Okay, that was probably a bit sensationalistic, but this story already reads like a pulp fiction novel.

While listening to MPR this morning, I heard about how Minneapolis Fire Chief Bonnie Bleskachek is being sued by three female firefighters for harassment and sexual discrimination.

The story at first glance seems to be pretty straightforward: "The three women all allege that Bleskachek unfairly denied them opportunities to advance within the department. And they claim the chief based her decisions on her personal feelings toward the women, not on their job performance. Bleskachek's lawyer says those claims are false."

Okay, but then it gets complicated when we start to hear the details of the web of relationships which were involved. It reads like a soap opera. You have to respect the reporter for trying to keep it all sorted out for their readers.


Here's what the author says to try to distill the situation down to its essentials:

The complaints filed by Jennifer Cornell and Kathleen Mullen present a web of interpersonal relationships. Cornell is Bonnie Bleskachek's former partner, and co-parent of the chief's two children. The two underwent a volatile breakup and a child custody skirmish.

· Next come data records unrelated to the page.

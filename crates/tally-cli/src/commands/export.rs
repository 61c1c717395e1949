//! Export command implementation.

use crate::cli::ExportArgs;
use crate::error::Result;
use crate::output::Formatter;
use tally_store::{export_csv, load_transactions};

/// Execute the export command.
pub fn execute_export(args: ExportArgs, formatter: &Formatter) -> Result<()> {
    let transactions = load_transactions(&args.file)?;
    export_csv(&args.csv, &transactions)?;

    println!(
        "{}",
        formatter.success(&format!(
            "Exported {} transaction(s) to {}",
            transactions.len(),
            args.csv.display()
        ))
    );
    Ok(())
}
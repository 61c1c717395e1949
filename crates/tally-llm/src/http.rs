//! Shared HTTP plumbing for the network-backed providers

use crate::LlmError;
use reqwest::blocking::{Client, RequestBuilder, Response};
use reqwest::StatusCode;
use std::thread;
use std::time::Duration;
use tracing::warn;

/// Build a blocking client with the given request timeout
pub(crate) fn build_client(timeout: Duration) -> Result<Client, LlmError> {
    Client::builder()
        .timeout(timeout)
        .build()
        .map_err(|e| LlmError::Config(format!("Failed to build HTTP client: {}", e)))
}

/// Send a request, retrying transport failures with exponential backoff
///
/// `build` is called once per attempt since a blocking `RequestBuilder`
/// cannot be reused after `send`.
pub(crate) fn send_with_retry<F>(
    build: F,
    max_retries: u32,
    model: &str,
) -> Result<Response, LlmError>
where
    F: Fn() -> RequestBuilder,
{
    let max_attempts = max_retries.max(1);
    let mut attempts = 0;
    let mut last_error = None;

    while attempts < max_attempts {
        match build().send() {
            Ok(response) => {
                let status = response.status();
                if status.is_success() {
                    return Ok(response);
                }
                if status == StatusCode::NOT_FOUND {
                    return Err(LlmError::ModelNotAvailable(model.to_string()));
                }
                if status == StatusCode::UNAUTHORIZED || status == StatusCode::FORBIDDEN {
                    return Err(LlmError::Config(format!(
                        "HTTP {}: credentials rejected",
                        status
                    )));
                }
                if status == StatusCode::TOO_MANY_REQUESTS {
                    last_error = Some(LlmError::RateLimitExceeded);
                } else {
                    let error_text = response
                        .text()
                        .unwrap_or_else(|_| "Unknown error".to_string());
                    last_error = Some(LlmError::Communication(format!(
                        "HTTP {}: {}",
                        status, error_text
                    )));
                }
            }
            Err(e) => {
                last_error = Some(LlmError::Communication(format!("Request failed: {}", e)));
            }
        }

        attempts += 1;
        if attempts < max_attempts {
            // Exponential backoff: 1s, 2s, 4s, etc.
            let delay = Duration::from_secs(2u64.pow(attempts - 1));
            warn!(
                "LLM request attempt {}/{} failed, retrying in {:?}",
                attempts, max_attempts, delay
            );
            thread::sleep(delay);
        }
    }

    Err(last_error.unwrap_or_else(|| LlmError::Communication("Max retries exceeded".to_string())))
}
//! Error types for the CLI application.

use thiserror::Error;

/// Result type alias for CLI operations.
pub type Result<T> = std::result::Result<T, CliError>;

/// CLI-specific errors.
#[derive(Debug, Error)]
pub enum CliError {
    /// Configuration error
    #[error("Configuration error: {0}")]
    Config(String),

    /// Provider construction error
    #[error("Provider error: {0}")]
    Provider(#[from] tally_llm::LlmError),

    /// Extraction could not start
    #[error("Extraction error: {0}")]
    Extraction(#[from] tally_extractor::ExtractorError),

    /// Transaction file error
    #[error("Store error: {0}")]
    Store(#[from] tally_store::StoreError),

    /// I/O error
    #[error("I/O error: {0}")]
    Io(#[from] std::io::Error),

    /// Serialization error
    #[error("Serialization error: {0}")]
    Serialization(#[from] serde_json::Error),

    /// TOML parsing error
    #[error("TOML parsing error: {0}")]
    Toml(#[from] toml::de::Error),

    /// Terminal editor error
    #[error("Terminal error: {0}")]
    Terminal(String),

    /// Invalid input
    #[error("Invalid input: {0}")]
    InvalidInput(String),
}
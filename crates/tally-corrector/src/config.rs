//! Configuration for the correction loop

use serde::{Deserialize, Serialize};

/// Configuration for the correction loop
#[derive(Debug, Clone, PartialEq, Serialize, Deserialize)]
#[serde(default)]
pub struct CorrectorConfig {
    /// Input that ends the loop (trimmed, case-insensitive)
    pub sentinel: String,

    /// Stop after this many interpretation calls; unbounded when unset
    #[serde(skip_serializing_if = "Option::is_none")]
    pub max_edits: Option<usize>,
}

impl CorrectorConfig {
    /// Whether `command` is the termination sentinel
    pub fn is_sentinel(&self, command: &str) -> bool {
        command.trim().to_lowercase() == self.sentinel.trim().to_lowercase()
    }
}

impl Default for CorrectorConfig {
    fn default() -> Self {
        Self {
            sentinel: "ok".to_string(),
            max_edits: None,
        }
    }
}
//! Result types for extraction

use crate::error::ExtractorError;
use tally_domain::TransactionList;

/// Outcome of extracting one window
#[derive(Debug, Clone, PartialEq)]
pub struct WindowReport {
    /// Position of the window in the sequence
    pub index: usize,

    /// Character offset of the window in the source text
    pub start: usize,

    /// Window length in characters
    pub len: usize,

    /// Validated transactions from this window
    pub transactions: TransactionList,

    /// Non-fatal problems: invocation failure, malformed reply, dropped records
    pub issues: Vec<ExtractorError>,
}

impl WindowReport {
    /// Whether the model call failed or its reply could not be parsed
    pub fn failed(&self) -> bool {
        self.issues.iter().any(|issue| {
            matches!(
                issue,
                ExtractorError::InvocationFailure(_) | ExtractorError::MalformedResponse(_)
            )
        })
    }

    /// Number of records dropped by validation
    pub fn dropped(&self) -> usize {
        self.issues
            .iter()
            .filter(|issue| matches!(issue, ExtractorError::IncompleteRecord { .. }))
            .count()
    }
}

/// Result of an extraction operation
#[derive(Debug, Clone)]
pub struct ExtractionResult {
    /// All validated transactions, in window order
    pub transactions: TransactionList,

    /// Per-window outcomes
    pub windows: Vec<WindowReport>,

    /// Metadata about the extraction
    pub metadata: ExtractionMetadata,
}

/// Metadata about an extraction operation
#[derive(Debug, Clone, PartialEq)]
pub struct ExtractionMetadata {
    /// Name of the LLM model used
    pub model_name: String,

    /// Number of windows sent to the model
    pub windows_processed: usize,

    /// Windows whose call failed or whose reply was malformed
    pub windows_failed: usize,

    /// Records dropped by validation across all windows
    pub records_dropped: usize,

    /// Transactions removed by overlap deduplication
    pub duplicates_removed: usize,

    /// Processing time in milliseconds
    pub processing_time_ms: u64,
}
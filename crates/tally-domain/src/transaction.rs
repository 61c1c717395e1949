//! Transaction module - the canonical record produced by extraction

use serde::{Deserialize, Serialize};
use std::fmt;

/// An ordered sequence of transactions
///
/// Order is insertion order (window order during extraction, replacement
/// order during correction). Duplicates are permitted.
pub type TransactionList = Vec<Transaction>;

/// A single financial movement
///
/// Serializes to exactly three keys: `date`, `description` and `amount`.
/// Negative amounts are debits, positive amounts are credits.
///
/// # Examples
///
/// ```
/// use tally_domain::Transaction;
///
/// let tx = Transaction::new("2024-01-15", "Grocery shopping", -45.67);
/// assert!(tx.is_debit());
/// assert_eq!(tx.to_string(), "2024-01-15  Grocery shopping  -45.67");
/// ```
#[derive(Debug, Clone, PartialEq, Serialize, Deserialize)]
pub struct Transaction {
    /// Calendar date, canonical form `YYYY-MM-DD`
    pub date: String,

    /// Human-readable description (non-empty)
    pub description: String,

    /// Signed amount
    pub amount: f64,
}

impl Transaction {
    /// Create a new transaction
    pub fn new(date: impl Into<String>, description: impl Into<String>, amount: f64) -> Self {
        Self {
            date: date.into(),
            description: description.into(),
            amount,
        }
    }

    /// Whether this transaction moves money out of the account
    pub fn is_debit(&self) -> bool {
        self.amount < 0.0
    }

    /// Whether two transactions describe the same movement
    ///
    /// Amounts are compared at cent precision so that `100.0` and `100.00`
    /// parsed through different paths still match.
    pub fn same_movement(&self, other: &Transaction) -> bool {
        self.date == other.date
            && self.description == other.description
            && (self.amount * 100.0).round() == (other.amount * 100.0).round()
    }
}

impl fmt::Display for Transaction {
    fn fmt(&self, f: &mut fmt::Formatter<'_>) -> fmt::Result {
        write!(f, "{}  {}  {:.2}", self.date, self.description, self.amount)
    }
}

Kathleen Mullen says she's a former longtime friend of Bleskachek, who once dated the chief's current girlfriend, Mary Maresca -- who is also a firefighter. Mullen claims she ended her friendship with Bleskachek after she told the chief she couldn't support her relationship with Maresca.

The third plaintiff, Kristina Lemon, didn't have a relationship with Bleskachek. However, she claims that she was the target of Bleskachek's romantic advances. Lemon says she resisted, and later became the target of retaliation by Bleskachek.

Right now, I'm only seeing this covered on MPR. The Strib and PiPress don't have anything on it. I wonder if Blimp 9 News will pick it up for it's "OMG LESBIANS!" angle?

I also wonder if all of this could have been avoided if those involved had avoided dating coworkers. I myself have been tempted to fish off the company pier, but I didn't want to deal with the ensuing complications.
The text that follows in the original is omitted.